━━━ Data supplied ━━━

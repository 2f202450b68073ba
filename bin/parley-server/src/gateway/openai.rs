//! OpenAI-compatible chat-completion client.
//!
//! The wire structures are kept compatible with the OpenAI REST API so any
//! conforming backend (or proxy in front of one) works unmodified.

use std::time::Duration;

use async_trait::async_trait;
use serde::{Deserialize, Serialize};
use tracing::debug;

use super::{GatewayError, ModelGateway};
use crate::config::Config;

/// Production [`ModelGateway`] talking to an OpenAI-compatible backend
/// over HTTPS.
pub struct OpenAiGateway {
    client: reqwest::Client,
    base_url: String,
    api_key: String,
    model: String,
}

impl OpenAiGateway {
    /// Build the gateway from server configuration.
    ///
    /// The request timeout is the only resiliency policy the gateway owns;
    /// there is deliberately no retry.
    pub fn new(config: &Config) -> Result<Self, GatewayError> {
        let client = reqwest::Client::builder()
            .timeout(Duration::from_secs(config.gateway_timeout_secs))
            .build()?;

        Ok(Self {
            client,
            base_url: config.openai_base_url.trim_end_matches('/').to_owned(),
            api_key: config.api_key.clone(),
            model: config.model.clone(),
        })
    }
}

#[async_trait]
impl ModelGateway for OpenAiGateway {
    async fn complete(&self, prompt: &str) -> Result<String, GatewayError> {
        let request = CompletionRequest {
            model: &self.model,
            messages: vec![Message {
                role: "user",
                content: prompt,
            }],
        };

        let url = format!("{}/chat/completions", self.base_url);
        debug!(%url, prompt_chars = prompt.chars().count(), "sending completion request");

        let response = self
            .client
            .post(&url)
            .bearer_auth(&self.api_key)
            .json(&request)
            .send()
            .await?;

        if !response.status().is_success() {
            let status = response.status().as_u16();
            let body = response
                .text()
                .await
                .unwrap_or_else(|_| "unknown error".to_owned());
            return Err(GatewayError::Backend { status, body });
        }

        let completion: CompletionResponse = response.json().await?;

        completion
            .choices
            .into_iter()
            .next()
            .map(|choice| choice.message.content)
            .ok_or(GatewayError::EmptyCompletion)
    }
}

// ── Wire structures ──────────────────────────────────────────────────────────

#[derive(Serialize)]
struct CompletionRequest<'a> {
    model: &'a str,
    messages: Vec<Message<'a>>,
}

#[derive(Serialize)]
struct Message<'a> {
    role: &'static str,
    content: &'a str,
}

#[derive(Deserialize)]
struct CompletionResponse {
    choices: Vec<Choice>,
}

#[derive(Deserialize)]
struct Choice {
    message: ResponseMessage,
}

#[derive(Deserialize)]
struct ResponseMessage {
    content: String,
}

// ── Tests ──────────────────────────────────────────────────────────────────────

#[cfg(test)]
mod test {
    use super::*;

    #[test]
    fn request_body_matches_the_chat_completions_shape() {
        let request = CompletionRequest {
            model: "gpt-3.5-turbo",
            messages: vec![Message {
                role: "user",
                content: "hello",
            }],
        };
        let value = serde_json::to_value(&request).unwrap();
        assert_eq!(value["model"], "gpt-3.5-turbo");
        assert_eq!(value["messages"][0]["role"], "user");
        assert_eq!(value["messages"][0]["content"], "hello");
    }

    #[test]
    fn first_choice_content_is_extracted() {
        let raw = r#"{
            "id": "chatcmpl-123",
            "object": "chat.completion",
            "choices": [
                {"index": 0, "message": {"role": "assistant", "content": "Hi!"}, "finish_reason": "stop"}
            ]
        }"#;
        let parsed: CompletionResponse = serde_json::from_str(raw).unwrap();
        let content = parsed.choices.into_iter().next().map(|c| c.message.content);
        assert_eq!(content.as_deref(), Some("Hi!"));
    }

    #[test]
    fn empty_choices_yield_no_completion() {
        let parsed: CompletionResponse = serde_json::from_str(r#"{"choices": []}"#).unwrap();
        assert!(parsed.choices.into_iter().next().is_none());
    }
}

━━━
━━━ Data supplied ━━━

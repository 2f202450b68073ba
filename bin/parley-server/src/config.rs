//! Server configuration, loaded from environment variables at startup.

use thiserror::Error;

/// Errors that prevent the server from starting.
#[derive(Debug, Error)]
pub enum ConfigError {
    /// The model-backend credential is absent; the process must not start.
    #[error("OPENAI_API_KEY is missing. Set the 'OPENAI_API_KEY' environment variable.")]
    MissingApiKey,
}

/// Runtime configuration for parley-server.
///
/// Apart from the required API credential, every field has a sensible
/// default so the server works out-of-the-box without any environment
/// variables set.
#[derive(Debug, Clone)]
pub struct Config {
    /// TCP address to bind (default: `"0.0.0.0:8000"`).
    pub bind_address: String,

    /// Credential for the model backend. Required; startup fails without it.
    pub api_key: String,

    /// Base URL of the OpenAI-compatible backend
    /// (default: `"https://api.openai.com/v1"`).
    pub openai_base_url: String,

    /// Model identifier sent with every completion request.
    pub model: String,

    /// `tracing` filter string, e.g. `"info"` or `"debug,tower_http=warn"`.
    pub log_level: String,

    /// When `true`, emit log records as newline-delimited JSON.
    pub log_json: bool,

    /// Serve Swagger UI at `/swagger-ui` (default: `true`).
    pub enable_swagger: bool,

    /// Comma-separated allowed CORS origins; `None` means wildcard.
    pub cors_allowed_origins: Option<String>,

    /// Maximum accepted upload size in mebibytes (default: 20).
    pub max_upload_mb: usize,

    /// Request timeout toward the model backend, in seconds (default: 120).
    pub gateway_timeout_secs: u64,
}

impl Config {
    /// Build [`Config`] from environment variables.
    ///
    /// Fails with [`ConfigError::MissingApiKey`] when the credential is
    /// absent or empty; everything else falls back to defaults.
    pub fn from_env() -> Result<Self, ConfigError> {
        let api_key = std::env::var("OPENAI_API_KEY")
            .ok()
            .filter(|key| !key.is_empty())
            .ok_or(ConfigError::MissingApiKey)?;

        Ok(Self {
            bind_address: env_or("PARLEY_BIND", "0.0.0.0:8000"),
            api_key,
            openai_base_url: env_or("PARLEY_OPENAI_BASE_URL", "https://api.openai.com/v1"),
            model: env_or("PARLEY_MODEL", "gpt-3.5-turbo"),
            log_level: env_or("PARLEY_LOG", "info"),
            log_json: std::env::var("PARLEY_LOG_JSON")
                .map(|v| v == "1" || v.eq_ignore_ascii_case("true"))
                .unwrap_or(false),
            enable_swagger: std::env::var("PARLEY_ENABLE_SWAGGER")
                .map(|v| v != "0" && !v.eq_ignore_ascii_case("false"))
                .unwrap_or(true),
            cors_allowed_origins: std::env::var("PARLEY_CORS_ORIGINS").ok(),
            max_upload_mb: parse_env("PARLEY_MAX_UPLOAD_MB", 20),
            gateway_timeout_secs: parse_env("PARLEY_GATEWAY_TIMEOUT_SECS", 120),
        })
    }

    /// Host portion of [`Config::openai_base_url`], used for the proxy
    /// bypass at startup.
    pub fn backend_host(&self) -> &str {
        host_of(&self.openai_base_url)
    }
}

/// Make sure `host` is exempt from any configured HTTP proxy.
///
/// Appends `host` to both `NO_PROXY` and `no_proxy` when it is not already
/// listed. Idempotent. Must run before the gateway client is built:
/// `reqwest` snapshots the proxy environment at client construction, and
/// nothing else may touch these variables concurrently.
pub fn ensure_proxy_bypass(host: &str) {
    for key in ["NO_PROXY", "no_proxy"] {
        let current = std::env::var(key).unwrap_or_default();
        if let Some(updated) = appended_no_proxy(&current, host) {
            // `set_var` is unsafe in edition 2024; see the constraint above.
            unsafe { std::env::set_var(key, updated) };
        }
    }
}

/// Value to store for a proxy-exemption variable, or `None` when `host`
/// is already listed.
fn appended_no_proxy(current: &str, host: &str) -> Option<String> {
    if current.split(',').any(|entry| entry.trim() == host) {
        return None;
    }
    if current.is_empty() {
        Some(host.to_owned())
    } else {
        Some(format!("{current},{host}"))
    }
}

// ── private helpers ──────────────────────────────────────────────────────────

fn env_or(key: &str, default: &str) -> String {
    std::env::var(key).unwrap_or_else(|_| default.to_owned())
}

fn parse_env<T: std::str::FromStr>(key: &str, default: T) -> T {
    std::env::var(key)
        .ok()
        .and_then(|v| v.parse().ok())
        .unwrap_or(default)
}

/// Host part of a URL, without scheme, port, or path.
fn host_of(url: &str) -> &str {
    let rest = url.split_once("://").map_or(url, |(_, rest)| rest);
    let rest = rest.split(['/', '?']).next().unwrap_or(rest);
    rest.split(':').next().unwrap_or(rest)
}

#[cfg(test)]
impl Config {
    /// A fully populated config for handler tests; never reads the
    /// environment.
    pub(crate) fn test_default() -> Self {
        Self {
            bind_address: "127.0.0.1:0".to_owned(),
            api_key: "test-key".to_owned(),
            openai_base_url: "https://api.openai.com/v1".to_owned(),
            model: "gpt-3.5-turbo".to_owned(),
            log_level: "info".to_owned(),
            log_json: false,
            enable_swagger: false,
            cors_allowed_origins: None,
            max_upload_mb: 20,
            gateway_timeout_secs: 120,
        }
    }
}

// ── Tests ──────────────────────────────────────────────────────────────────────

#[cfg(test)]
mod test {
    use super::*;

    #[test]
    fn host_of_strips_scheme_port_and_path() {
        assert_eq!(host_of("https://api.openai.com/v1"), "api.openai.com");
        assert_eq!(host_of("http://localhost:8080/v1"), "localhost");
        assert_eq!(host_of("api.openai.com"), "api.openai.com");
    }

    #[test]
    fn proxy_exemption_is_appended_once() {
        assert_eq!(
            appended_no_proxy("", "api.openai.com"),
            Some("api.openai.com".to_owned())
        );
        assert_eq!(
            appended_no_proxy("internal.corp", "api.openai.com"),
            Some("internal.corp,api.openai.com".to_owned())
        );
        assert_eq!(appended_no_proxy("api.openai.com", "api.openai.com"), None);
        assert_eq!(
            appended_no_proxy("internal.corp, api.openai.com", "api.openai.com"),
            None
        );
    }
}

━━━

▶ [Task to carry out]: Write out every line from the data above that includes "already".

▶ [Answer to this task]:
/// Appends `host` to both `NO_PROXY` and `no_proxy` when it is not already
/// is already listed.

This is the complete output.